**INSTRUCTIONS TO FOLLOW:** Search the data for the string "PostgresModuleRepository" and gather each line it is in.

**STUDY MATERIAL:**
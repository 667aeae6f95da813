//! PostgreSQL adapters for the read-only catalog: offers, modules, promocodes

use async_trait::async_trait;
use sea_orm::{ColumnTrait, DatabaseConnection, EntityTrait, QueryFilter};

use crate::domain::entities::{
    CourseId, Module, ModuleId, Offer, OfferId, PackageId, Promocode, PromocodeId, SchoolId,
};
use crate::domain::ports::{ModuleRepository, OfferRepository, PromocodeRepository};
use crate::entity::{modules, offers, promocodes};
use crate::error::DomainError;

/// PostgreSQL implementation of OfferRepository
pub struct PostgresOfferRepository {
    db: DatabaseConnection,
}

impl PostgresOfferRepository {
    pub fn new(db: DatabaseConnection) -> Self {
        Self { db }
    }
}

#[async_trait]
impl OfferRepository for PostgresOfferRepository {
    async fn find_by_id(&self, id: &OfferId) -> Result<Option<Offer>, DomainError> {
        let result = offers::Entity::find_by_id(id.0)
            .one(&self.db)
            .await
            .map_err(|e| DomainError::Database(e.to_string()))?;

        result.map(Offer::try_from).transpose()
    }
}

/// PostgreSQL implementation of ModuleRepository
pub struct PostgresModuleRepository {
    db: DatabaseConnection,
}

impl PostgresModuleRepository {
    pub fn new(db: DatabaseConnection) -> Self {
        Self { db }
    }
}

#[async_trait]
impl ModuleRepository for PostgresModuleRepository {
    async fn find_by_packages(&self, packages: &[PackageId]) -> Result<Vec<Module>, DomainError> {
        if packages.is_empty() {
            return Ok(vec![]);
        }

        let results = modules::Entity::find()
            .filter(modules::Column::PackageId.is_in(packages.iter().map(|p| p.0)))
            .all(&self.db)
            .await
            .map_err(|e| DomainError::Database(e.to_string()))?;

        Ok(results.into_iter().map(|m| m.into()).collect())
    }
}

/// PostgreSQL implementation of PromocodeRepository
pub struct PostgresPromocodeRepository {
    db: DatabaseConnection,
}

impl PostgresPromocodeRepository {
    pub fn new(db: DatabaseConnection) -> Self {
        Self { db }
    }
}

#[async_trait]
impl PromocodeRepository for PostgresPromocodeRepository {
    async fn find_by_id(&self, id: &PromocodeId) -> Result<Option<Promocode>, DomainError> {
        let result = promocodes::Entity::find_by_id(id.0)
            .one(&self.db)
            .await
            .map_err(|e| DomainError::Database(e.to_string()))?;

        result.map(Promocode::try_from).transpose()
    }
}

/// Decode a JSONB id list column
fn id_list<T: serde::de::DeserializeOwned>(
    value: serde_json::Value,
    column: &str,
) -> Result<Vec<T>, DomainError> {
    serde_json::from_value(value)
        .map_err(|e| DomainError::Database(format!("malformed {}: {}", column, e)))
}

impl TryFrom<offers::Model> for Offer {
    type Error = DomainError;

    fn try_from(model: offers::Model) -> Result<Self, Self::Error> {
        Ok(Offer {
            id: OfferId(model.id),
            school_id: SchoolId(model.school_id),
            name: model.name,
            price: model.price.max(0) as u64,
            currency: model.currency,
            packages: id_list(model.package_ids, "offers.package_ids")?,
        })
    }
}

impl From<modules::Model> for Module {
    fn from(model: modules::Model) -> Self {
        Module {
            id: ModuleId(model.id),
            course_id: CourseId(model.course_id),
            package_id: PackageId(model.package_id),
            name: model.name,
        }
    }
}

impl TryFrom<promocodes::Model> for Promocode {
    type Error = DomainError;

    fn try_from(model: promocodes::Model) -> Result<Self, Self::Error> {
        Ok(Promocode {
            id: PromocodeId(model.id),
            school_id: SchoolId(model.school_id),
            code: model.code,
            discount: model.discount.clamp(0, 100) as u8,
            expires_at: model.expires_at.with_timezone(&chrono::Utc),
            offers: id_list(model.offer_ids, "promocodes.offer_ids")?,
        })
    }
}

**WORKED SOLUTION:**
pub struct PostgresModuleRepository {
impl PostgresModuleRepository {
impl ModuleRepository for PostgresModuleRepository {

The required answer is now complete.